Using the data below, output the first line and every line after it up to and including the line containing "fn read_document(&self) ->", exactly as written and with nothing added.

Stored data:
*-*-*

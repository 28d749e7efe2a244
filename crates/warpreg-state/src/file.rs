//! FileStore — flat-file worker persistence.
//!
//! The whole worker set lives in one JSON object (`{id: record}`). Every
//! mutation reads the document, applies the change and rewrites it via a
//! temporary file plus rename, so a crash never leaves a torn document.
//! A process-local mutex serializes writers.

use std::collections::BTreeMap;
use std::io::ErrorKind;
use std::path::{Path, PathBuf};
use std::sync::{Arc, Mutex};

use tracing::debug;

use crate::error::{StateError, StateResult};
use crate::types::WorkerRecord;
use crate::{WorkerStore, epoch_secs};

type Document = BTreeMap<String, WorkerRecord>;

/// Worker store backed by a single JSON file.
#[derive(Clone)]
pub struct FileStore {
    path: PathBuf,
    lock: Arc<Mutex<()>>,
}

impl FileStore {
    /// Open a file store. The file is created lazily on first write.
    pub fn open(path: &Path) -> StateResult<Self> {
        if let Some(parent) = path.parent().filter(|p| !p.as_os_str().is_empty()) {
            std::fs::create_dir_all(parent).map_err(|e| StateError::Open(e.to_string()))?;
        }
        let store = Self {
            path: path.to_path_buf(),
            lock: Arc::new(Mutex::new(())),
        };
        // Fail early on a corrupt document rather than on first use.
        store.read_document()?;
        debug!(?path, "file store opened");
        Ok(store)
    }

    pub fn path(&self) -> &Path {
        &self.path
    }

    fn read_document(&self) -> StateResult<Document> {
        match std::fs::read(&self.path) {
            Ok(bytes) if bytes.is_empty() => Ok(Document::new()),
            Ok(bytes) => {
                serde_json::from_slice(&bytes).map_err(|e| StateError::Deserialize(e.to_string()))
            }
            Err(e) if e.kind() == ErrorKind::NotFound => Ok(Document::new()),
            Err(e) => Err(StateError::Read(e.to_string())),
        }
    }

    fn write_document(&self, doc: &Document) -> StateResult<()> {
        let data = serde_json::to_vec_pretty(doc).map_err(|e| StateError::Serialize(e.to_string()))?;
        let tmp = self.path.with_extension("tmp");
        std::fs::write(&tmp, data).map_err(|e| StateError::Write(e.to_string()))?;
        std::fs::rename(&tmp, &self.path).map_err(|e| StateError::Write(e.to_string()))?;
        Ok(())
    }

    /// Run a mutation against the document under the writer lock.
    fn mutate<T, F>(&self, apply: F) -> StateResult<T>
    where
        F: FnOnce(&mut Document) -> StateResult<T>,
    {
        let _guard = self.lock.lock().expect("file store lock");
        let mut doc = self.read_document()?;
        let out = apply(&mut doc)?;
        self.write_document(&doc)?;
        Ok(out)
    }
}

impl WorkerStore for FileStore {
    fn ensure_unique_index(&self) -> StateResult<()> {
        // Keys of a JSON object are unique; nothing to set up.
        Ok(())
    }

    fn insert_worker(&self, record: &WorkerRecord) -> StateResult<()> {
        self.mutate(|doc| {
            if doc.contains_key(&record.id) {
                return Err(StateError::DuplicateKey(record.id.clone()));
            }
            doc.insert(record.id.clone(), record.clone());
            Ok(())
        })?;
        debug!(id = %record.id, "worker inserted");
        Ok(())
    }

    fn update_worker_health(&self, id: &str, is_healthy: bool) -> StateResult<()> {
        let now = epoch_secs();
        self.mutate(|doc| {
            let record = doc
                .get_mut(id)
                .ok_or_else(|| StateError::NotFound(id.to_string()))?;
            record.is_healthy = is_healthy;
            record.last_health_check = now;
            Ok(())
        })
    }

    fn update_worker(&self, record: &WorkerRecord) -> StateResult<()> {
        self.mutate(|doc| {
            let stored = doc
                .get_mut(&record.id)
                .ok_or_else(|| StateError::NotFound(record.id.clone()))?;
            *stored = record.clone();
            Ok(())
        })
    }

    fn delete_worker(&self, id: &str) -> StateResult<bool> {
        self.mutate(|doc| Ok(doc.remove(id).is_some()))
    }

    fn get_worker(&self, id: &str) -> StateResult<Option<WorkerRecord>> {
        let _guard = self.lock.lock().expect("file store lock");
        Ok(self.read_document()?.remove(id))
    }

    fn list_workers(&self) -> StateResult<Vec<WorkerRecord>> {
        let _guard = self.lock.lock().expect("file store lock");
        Ok(self.read_document()?.into_values().collect())
    }
}

#[cfg(test)]
mod tests {
    use super::*;

    fn test_worker(id: &str, port: u16) -> WorkerRecord {
        WorkerRecord::new(id, "10.0.0.1", port, None, 1000)
    }

    #[test]
    fn missing_file_is_empty_store() {
        let dir = tempfile::tempdir().unwrap();
        let store = FileStore::open(&dir.path().join("workers.json")).unwrap();
        assert!(store.list_workers().unwrap().is_empty());
        assert!(!store.path().exists());
    }

    #[test]
    fn insert_persists_to_disk() {
        let dir = tempfile::tempdir().unwrap();
        let path = dir.path().join("workers.json");

        {
            let store = FileStore::open(&path).unwrap();
            store.insert_worker(&test_worker("w1", 8080)).unwrap();
        }

        let store = FileStore::open(&path).unwrap();
        assert_eq!(store.get_worker("w1").unwrap().map(|w| w.http_port), Some(8080));
    }

    #[test]
    fn duplicate_insert_rejected() {
        let dir = tempfile::tempdir().unwrap();
        let store = FileStore::open(&dir.path().join("workers.json")).unwrap();
        store.insert_worker(&test_worker("w1", 8080)).unwrap();

        let err = store.insert_worker(&test_worker("w1", 9000)).unwrap_err();
        assert!(err.is_duplicate_key());
        assert_eq!(store.list_workers().unwrap().len(), 1);
    }

    #[test]
    fn update_and_delete() {
        let dir = tempfile::tempdir().unwrap();
        let store = FileStore::open(&dir.path().join("workers.json")).unwrap();
        store.insert_worker(&test_worker("w1", 8080)).unwrap();

        store.update_worker_health("w1", false).unwrap();
        assert!(!store.get_worker("w1").unwrap().unwrap().is_healthy);

        store.update_worker(&test_worker("w1", 8081)).unwrap();
        assert_eq!(store.get_worker("w1").unwrap().unwrap().http_port, 8081);

        assert!(store.delete_worker("w1").unwrap());
        assert!(!store.delete_worker("w1").unwrap());
    }

    #[test]
    fn updates_on_missing_are_not_found() {
        let dir = tempfile::tempdir().unwrap();
        let store = FileStore::open(&dir.path().join("workers.json")).unwrap();
        assert!(store.update_worker_health("ghost", true).unwrap_err().is_not_found());
        assert!(store.update_worker(&test_worker("ghost", 1)).unwrap_err().is_not_found());
    }

    #[test]
    fn corrupt_file_fails_open() {
        let dir = tempfile::tempdir().unwrap();
        let path = dir.path().join("workers.json");
        std::fs::write(&path, b"{not json").unwrap();

        assert!(matches!(
            FileStore::open(&path),
            Err(StateError::Deserialize(_))
        ));
    }

    #[test]
    fn creates_parent_directories() {
        let dir = tempfile::tempdir().unwrap();
        let path = dir.path().join("nested/state/workers.json");
        let store = FileStore::open(&path).unwrap();
        store.insert_worker(&test_worker("w1", 8080)).unwrap();
        assert!(path.exists());
    }
}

*-*-*

• _Output of the exercise_
repository 28d749e7efe2a244
filename crates/warpreg-state/src/file.rs
//! FileStore — flat-file worker persistence.
//!
//! The whole worker set lives in one JSON object (`{id: record}`). Every
//! mutation reads the document, applies the change and rewrites it via a
//! temporary file plus rename, so a crash never leaves a torn document.
//! A process-local mutex serializes writers.

use std::collections::BTreeMap;
use std::io::ErrorKind;
use std::path::{Path, PathBuf};
use std::sync::{Arc, Mutex};

use tracing::debug;

use crate::error::{StateError, StateResult};
use crate::types::WorkerRecord;
use crate::{WorkerStore, epoch_secs};

type Document = BTreeMap<String, WorkerRecord>;

/// Worker store backed by a single JSON file.
#[derive(Clone)]
pub struct FileStore {
    path: PathBuf,
    lock: Arc<Mutex<()>>,
}

impl FileStore {
    /// Open a file store. The file is created lazily on first write.
    pub fn open(path: &Path) -> StateResult<Self> {
        if let Some(parent) = path.parent().filter(|p| !p.as_os_str().is_empty()) {
            std::fs::create_dir_all(parent).map_err(|e| StateError::Open(e.to_string()))?;
        }
        let store = Self {
            path: path.to_path_buf(),
            lock: Arc::new(Mutex::new(())),
        };
        // Fail early on a corrupt document rather than on first use.
        store.read_document()?;
        debug!(?path, "file store opened");
        Ok(store)
    }

    pub fn path(&self) -> &Path {
        &self.path
    }

    fn read_document(&self) -> StateResult<Document> {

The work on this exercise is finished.